- **Your instructions**:
Every record shown here must be duplicated without change.
BEGIN Records
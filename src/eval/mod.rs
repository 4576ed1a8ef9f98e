// Ficheiro: src/eval/mod.rs
// Descrição: Avaliação estática de posições por soma de termos heurísticos.

pub mod terms;

pub use terms::*;

use crate::core::{GameRules, Score, Side};

/// Avaliador estático de posições.
///
/// Invocado apenas nas folhas da busca (profundidade esgotada ou posição
/// terminal). Deve ser uma função pura da posição: total, determinística e
/// simétrica entre os lados — espelhar a posição nega o score. A simetria é
/// exigida pela correção do minimax e é verificada em teste.
pub trait Evaluator<R: GameRules> {
    /// Score da posição do ponto de vista do lado maximizador.
    fn evaluate(&self, rules: &R, position: &R::Position) -> Score;
}

/// Adaptador para usar uma função pura como avaliador.
pub struct EvalFn<F>(pub F);

impl<R, F> Evaluator<R> for EvalFn<F>
where
    R: GameRules,
    F: Fn(&R, &R::Position) -> Score,
{
    fn evaluate(&self, rules: &R, position: &R::Position) -> Score {
        (self.0)(rules, position)
    }
}

/// Termo heurístico independente. Termos são avaliados isoladamente e
/// somados; nenhum termo depende do resultado de outro.
pub trait Term<R: GameRules>: Send + Sync {
    fn score(&self, rules: &R, position: &R::Position) -> Score;
}

/// Avaliador composto aditivamente por termos independentes.
pub struct CompositeEvaluator<R: GameRules> {
    terms: Vec<Box<dyn Term<R>>>,
}

impl<R: GameRules> CompositeEvaluator<R> {
    pub fn new() -> Self {
        CompositeEvaluator { terms: Vec::new() }
    }

    /// Acrescenta um termo ao avaliador.
    pub fn with_term(mut self, term: impl Term<R> + 'static) -> Self {
        self.terms.push(Box::new(term));
        self
    }
}

impl<R: GameRules> Default for CompositeEvaluator<R> {
    fn default() -> Self {
        Self::new()
    }
}

impl<R: GameRules> Evaluator<R> for CompositeEvaluator<R> {
    fn evaluate(&self, rules: &R, position: &R::Position) -> Score {
        self.terms.iter().map(|term| term.score(rules, position)).sum()
    }
}

/// Termo de mobilidade: diferença entre o número de lances legais dos dois
/// lados. É o único termo que consulta a geração de lances das regras em vez
/// de olhar apenas para o estado da posição.
pub struct MobilityTerm {
    pub weight: Score,
}

impl Default for MobilityTerm {
    fn default() -> Self {
        MobilityTerm { weight: 0.1 }
    }
}

impl<R: GameRules> Term<R> for MobilityTerm {
    fn score(&self, rules: &R, position: &R::Position) -> Score {
        let max_moves = rules.generate_moves(position, Side::Maximizing).len() as Score;
        let min_moves = rules.generate_moves(position, Side::Minimizing).len() as Score;
        self.weight * (max_moves - min_moves)
    }
}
END Records
- **Reply**:
filename src/eval/mod.rs
repository 4576ed1a8ef9f98e
// Ficheiro: src/eval/mod.rs
// Descrição: Avaliação estática de posições por soma de termos heurísticos.

pub mod terms;

pub use terms::*;

use crate::core::{GameRules, Score, Side};

/// Avaliador estático de posições.
///
/// Invocado apenas nas folhas da busca (profundidade esgotada ou posição
/// terminal). Deve ser uma função pura da posição: total, determinística e
/// simétrica entre os lados — espelhar a posição nega o score. A simetria é
/// exigida pela correção do minimax e é verificada em teste.
pub trait Evaluator<R: GameRules> {
    /// Score da posição do ponto de vista do lado maximizador.
    fn evaluate(&self, rules: &R, position: &R::Position) -> Score;
}

/// Adaptador para usar uma função pura como avaliador.
pub struct EvalFn<F>(pub F);

impl<R, F> Evaluator<R> for EvalFn<F>
where
    R: GameRules,
    F: Fn(&R, &R::Position) -> Score,
{
    fn evaluate(&self, rules: &R, position: &R::Position) -> Score {
        (self.0)(rules, position)
    }
}

/// Termo heurístico independente. Termos são avaliados isoladamente e
/// somados; nenhum termo depende do resultado de outro.
pub trait Term<R: GameRules>: Send + Sync {
    fn score(&self, rules: &R, position: &R::Position) -> Score;
}

/// Avaliador composto aditivamente por termos independentes.
pub struct CompositeEvaluator<R: GameRules> {
    terms: Vec<Box<dyn Term<R>>>,
}

impl<R: GameRules> CompositeEvaluator<R> {
    pub fn new() -> Self {
        CompositeEvaluator { terms: Vec::new() }
    }

    /// Acrescenta um termo ao avaliador.
    pub fn with_term(mut self, term: impl Term<R> + 'static) -> Self {
        self.terms.push(Box::new(term));
        self
    }
}

impl<R: GameRules> Default for CompositeEvaluator<R> {
    fn default() -> Self {
        Self::new()
    }
}

impl<R: GameRules> Evaluator<R> for CompositeEvaluator<R> {
    fn evaluate(&self, rules: &R, position: &R::Position) -> Score {
        self.terms.iter().map(|term| term.score(rules, position)).sum()
    }
}

/// Termo de mobilidade: diferença entre o número de lances legais dos dois
/// lados. É o único termo que consulta a geração de lances das regras em vez
/// de olhar apenas para o estado da posição.
pub struct MobilityTerm {
    pub weight: Score,
}

impl Default for MobilityTerm {
    fn default() -> Self {
        MobilityTerm { weight: 0.1 }
    }
}

impl<R: GameRules> Term<R> for MobilityTerm {
    fn score(&self, rules: &R, position: &R::Position) -> Score {
        let max_moves = rules.generate_moves(position, Side::Maximizing).len() as Score;
        let min_moves = rules.generate_moves(position, Side::Minimizing).len() as Score;
        self.weight * (max_moves - min_moves)
    }
}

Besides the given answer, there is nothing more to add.